本文描述了一种用于流处理的方法、处理电路、电子设备、计算机可读存储介质和计算机程序产品。在此提出的方法包括:由流处理器运行流处理程序,以使一组页被加载到片上存储器中以作为具有至少一个维度的段,其中至少一个维度中的一个维度由流处理程序指定为流处理维度;以及由处理引擎运行内核程序以处理段的至少部分,其中至少部分是基于段在流处理维度的偏移位置而被确定。基于这样的方式,可以将数据流式加载到片上存储器中,以提高数据处理的效率。

Description

流处理方法、处理电路和电子设备
本申请要求于2021年12月06日提交中国专利局、申请号为202111479635.0、发明名称为“流处理方法、处理电路和电子设备”的中国专利申请的优先权,其全部内容通过引用结合在本申请中。
技术领域
本公开的实施例一般地涉及电子领域,更具体而言涉及一种用于流处理的方法、处理电路、电子设备、计算机可读存储介质和计算机程序产品。
背景技术
诸如图形处理器(GPU)之类的并行高性能多线程多核处理系统处理数据的速度比过去快得多。这些处理系统可以将复杂的计算分解为较小的任务,并且由多核并行处理以增加处理效率并且减少处理时间。
在一些情形下,诸如GPU之类的处理电路对具有大量相同或相似形式的数据的张量的处理尤为有利。张量数据在计算机领域通常表示一维或多维数组的数据,例如图像数据就是一种常规的二维张量数据,其可以由二维数组表示。对图像数据进行处理时,可以由多个处理电路或者处理电路中的多个处理核(或处理引擎)对图像数据中的不同部分并行处理以减少处理时间。

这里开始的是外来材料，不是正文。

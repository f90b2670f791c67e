// SPDX-FileCopyrightText: 2026 Convoy Contributors
// SPDX-License-Identifier: MIT OR Apache-2.0

//! Transport adapter trait for the underlying bidirectional channel.

use async_trait::async_trait;

use crate::error::ConvoyError;

/// Adapter for the raw bidirectional event channel.
///
/// Convoy assumes open/send/receive/close semantics that are reliable enough
/// to retry; everything above this seam (circuit breaking, backoff, event
/// normalization) lives in the channel client.
#[async_trait]
pub trait Transport: Send + Sync + 'static {
    /// Establishes the underlying connection.
    async fn connect(&self) -> Result<(), ConvoyError>;

    /// Sends one serialized envelope frame.
    async fn send(&self, frame: &str) -> Result<(), ConvoyError>;

    /// Receives the next raw inbound frame, waiting until one arrives.
    ///
    /// Returns an error when the connection is closed.
    async fn receive(&self) -> Result<String, ConvoyError>;

    /// Whether the transport currently holds an open connection.
    fn is_connected(&self) -> bool;

    /// Closes the connection, releasing any held resources.
    async fn disconnect(&self);
}
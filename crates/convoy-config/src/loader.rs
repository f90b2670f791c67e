// SPDX-FileCopyrightText: 2026 Convoy Contributors
// SPDX-License-Identifier: MIT OR Apache-2.0

//! Configuration loader using Figment for layered config merging.
//!
//! Supports XDG hierarchy: `./convoy.toml` > `~/.config/convoy/convoy.toml` >
//! `/etc/convoy/convoy.toml` with environment variable overrides via the
//! `CONVOY_` prefix.

#![allow(clippy::result_large_err)] // figment::Error is external and cannot be boxed without wrapper

use std::path::Path;

use figment::{
    providers::{Env, Format, Serialized, Toml},
    Figment,
};

use crate::model::ConvoyConfig;

/// Load configuration from the standard XDG hierarchy with env var overrides.
///
/// Merge order (later overrides earlier):
/// 1. Compiled defaults
/// 2. `/etc/convoy/convoy.toml` (system-wide)
/// 3. `~/.config/convoy/convoy.toml` (user XDG config)
/// 4. `./convoy.toml` (local directory)
/// 5. `CONVOY_*` environment variables
pub fn load_config() -> Result<ConvoyConfig, figment::Error> {
    Figment::new()
        .merge(Serialized::defaults(ConvoyConfig::default()))
        .merge(Toml::file("/etc/convoy/convoy.toml"))
        .merge(Toml::file(
            dirs::config_dir()
                .map(|d| d.join("convoy/convoy.toml"))
                .unwrap_or_default(),
        ))
        .merge(Toml::file("convoy.toml"))
        .merge(env_provider())
        .extract()
}

/// Load configuration from a TOML string only (no XDG lookup, no env vars).
///
/// Used for testing and embedded configuration.
pub fn load_config_from_str(toml_content: &str) -> Result<ConvoyConfig, figment::Error> {
    Figment::new()
        .merge(Serialized::defaults(ConvoyConfig::default()))
        .merge(Toml::string(toml_content))
        .extract()
}

/// Load configuration from a specific file path with env var overrides.
pub fn load_config_from_path(path: &Path) -> Result<ConvoyConfig, figment::Error> {
    Figment::new()
        .merge(Serialized::defaults(ConvoyConfig::default()))
        .merge(Toml::file(path))
        .merge(env_provider())
        .extract()
}

/// Create the environment variable provider using explicit `map()` for
/// section-to-dot mapping.
///
/// Uses `Env::map()` NOT `Env::split("_")` to avoid ambiguity with
/// underscore-containing key names. For example, `CONVOY_QUEUE_MESSAGE_TIMEOUT_SECS`
/// must map to `queue.message_timeout_secs`, not `queue.message.timeout.secs`.
fn env_provider() -> Env {
    Env::prefixed("CONVOY_").map(|key| {
        // `key` is the env var name with prefix stripped, still in its
        // original (uppercase) form: figment lowercases only after mapping.
        // Example: CONVOY_CHANNEL_FAILURE_THRESHOLD -> "CHANNEL_FAILURE_THRESHOLD"
        let key_str = key.as_str().to_ascii_lowercase();
        let mapped = key_str
            .replacen("channel_", "channel.", 1)
            .replacen("queue_", "queue.", 1)
            .replacen("recovery_", "recovery.", 1)
            .replacen("factory_", "factory.", 1);
        mapped.into()
    })
}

对于诸如GPU等处理电路而言,片上存储器通常具有更快的访问速度。然而,片上存储器的存储空间往往是受限的。这使得在利用处理电路进行张量运算的过程中,可能需要进行频繁地访问外部存储器(也称为片外存储器),这将严重影响张量运算的效率。
发明内容
本公开的实施例提供了一种用于流处理的方案。
在第一方面,提供了一种用于流处理的方法。该方法包括由流 处理器运行流处理程序,以使一组页被加载到片上存储器中以作为具有至少一个维度的段,其中至少一个维度中的一个维度由流处理程序指定为流处理维度;以及由处理引擎运行内核程序以处理段的至少部分,其中至少部分是基于段在流处理维度的偏移位置而被确定。

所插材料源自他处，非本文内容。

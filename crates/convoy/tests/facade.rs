// SPDX-FileCopyrightText: 2026 Convoy Contributors
// SPDX-License-Identifier: MIT OR Apache-2.0

//! Smoke test of the full stack through the facade re-exports.

use std::sync::{Arc, Mutex};

use convoy::{
    ComponentFactory, ConvoyConfig, ConvoyError, MemoryStore, MessageStatus, Transport,
    TransportFactory,
};
use convoy_test_utils::MockTransport;

struct SingleMock(Arc<MockTransport>);

impl TransportFactory for SingleMock {
    fn transport_for(&self, _user_id: &str) -> Result<Arc<dyn Transport>, ConvoyError> {
        Ok(self.0.clone())
    }
}

#[tokio::test(start_paused = true)]
async fn a_message_travels_the_whole_stack() {
    let transport = Arc::new(MockTransport::new());
    let factory = ComponentFactory::new(
        ConvoyConfig::default(),
        Arc::new(SingleMock(transport.clone())),
        Arc::new(MemoryStore::new()),
        Arc::new(MemoryStore::new()),
    );

    let conversation = factory.conversation_manager("alice").await.unwrap();
    let statuses = Arc::new(Mutex::new(Vec::new()));
    let seen = statuses.clone();
    let message = conversation.send_message("hello out there").await;
    let id = message.id.clone();
    conversation.observe(move |state| {
        if let Some(m) = state.messages.iter().find(|m| m.id == id) {
            seen.lock().unwrap().push(m.status);
        }
        Ok(())
    });

    conversation.process_queue().await;

    let frames = transport.sent_frames().await;
    assert_eq!(frames.len(), 1);
    assert!(frames[0].contains("hello out there"));

    let state = conversation.state().await;
    assert_eq!(state.messages[0].status, MessageStatus::Sent);
    assert!(statuses.lock().unwrap().contains(&MessageStatus::Sent));

    factory.shutdown().await;
    assert!(!transport.is_connected());
}
// SPDX-FileCopyrightText: 2026 Convoy Contributors
// SPDX-License-Identifier: MIT OR Apache-2.0

//! Convoy: a client-side resilience layer for real-time agent conversations.
//!
//! Everything a user-facing chat surface needs to talk to a remote agent
//! without falling over: a circuit-breaking channel client, a serialized
//! per-user send queue with bounded retries and completion correlation,
//! layered state persistence and recovery, and a per-user component factory
//! that keeps the whole thing isolated and bounded.
//!
//! The typical entry point is [`ComponentFactory`]:
//!
//! ```no_run
//! use std::sync::Arc;
//!
//! use convoy::{ComponentFactory, ConvoyConfig, MemoryStore};
//! # use convoy::{ConvoyError, Transport, TransportFactory};
//! # struct MyTransports;
//! # impl TransportFactory for MyTransports {
//! #     fn transport_for(&self, _: &str) -> Result<Arc<dyn Transport>, ConvoyError> {
//! #         unimplemented!()
//! #     }
//! # }
//!
//! # async fn run() -> Result<(), ConvoyError> {
//! let factory = ComponentFactory::new(
//!     ConvoyConfig::default(),
//!     Arc::new(MyTransports),
//!     Arc::new(MemoryStore::new()),
//!     Arc::new(MemoryStore::new()),
//! );
//!
//! let conversation = factory.conversation_manager("alice").await?;
//! conversation.send_message("hello").await;
//! # Ok(())
//! # }
//! ```

pub use convoy_channel::{BackoffPolicy, BreakerState, ChannelClient, CircuitBreaker, Subscription};
pub use convoy_config::loader::load_config;
pub use convoy_config::model::{
    ChannelConfig, ConvoyConfig, FactoryConfig, QueueConfig, RecoveryConfig,
};
pub use convoy_conversation::ConversationManager;
pub use convoy_core::{
    AgentEvent, ConversationState, ConvoyError, Message, MessageRole, MessageStatus, StateStore,
    Transport, UserComponent, UvsContext, REQUIRED_EVENTS, SUPPORTED_EVENTS, WILDCARD_EVENT,
};
pub use convoy_factory::{ComponentFactory, TransportFactory};
pub use convoy_recovery::{FileStore, MemoryStore, RecoveryManager};

/// The crates behind the facade, for callers that need the full module paths.
pub mod crates {
    pub use convoy_channel as channel;
    pub use convoy_config as config;
    pub use convoy_conversation as conversation;
    pub use convoy_core as core;
    pub use convoy_factory as factory;
    pub use convoy_recovery as recovery;
}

在一些实施例中,由所述流处理器运行流处理程序以使一组页被加载到所述片上存储器中以作为具有至少一个维度的段包括:由所述流处理器运行流处理程序,以向直接存储器访问DMA控制器发送第一组加载指令,所述第一组加载指令用于将所述一组页加载到所述片上存储器中。
在一些实施例中,所述一组页中的目标页与第一计数器和第二计数器相关联,所述第一计数器用于指示所述目标页的加载状态,所述第二计数器用于指示引用所述目标页的处理引擎的数目。
在一些实施例中,方法还包括:响应于完成将所述目标页加载到所述片上存储器器中,更新所述第一计数器的值,以指示所述目标页加载完成。
在一些实施例中,方法还包括:响应于所述目标页的所述第一计数器指示所述目标页完成加载且所述第二计数器指示没有处理引擎引用所述目标页,确定所述片上存储器中与所述目标页对应的空间能够被用于加载来自片外存储器的新的数据。
在一些实施例中,所述至少一个维度包括多个维度,所述方法还包括:基于所述偏移位置和所述处理引擎在所述多个维度中的非流处理维度的起始锚点,确定所述段的所述至少部分。
在一些实施例中,所述一组页为第一组页,所述方法还包括:响应于所述内核程序中的更新指令,由所述流处理器运行所述流处理程序以使第二组页被加载到所述片上存储器中与所述段的所述至少部分对应的空间。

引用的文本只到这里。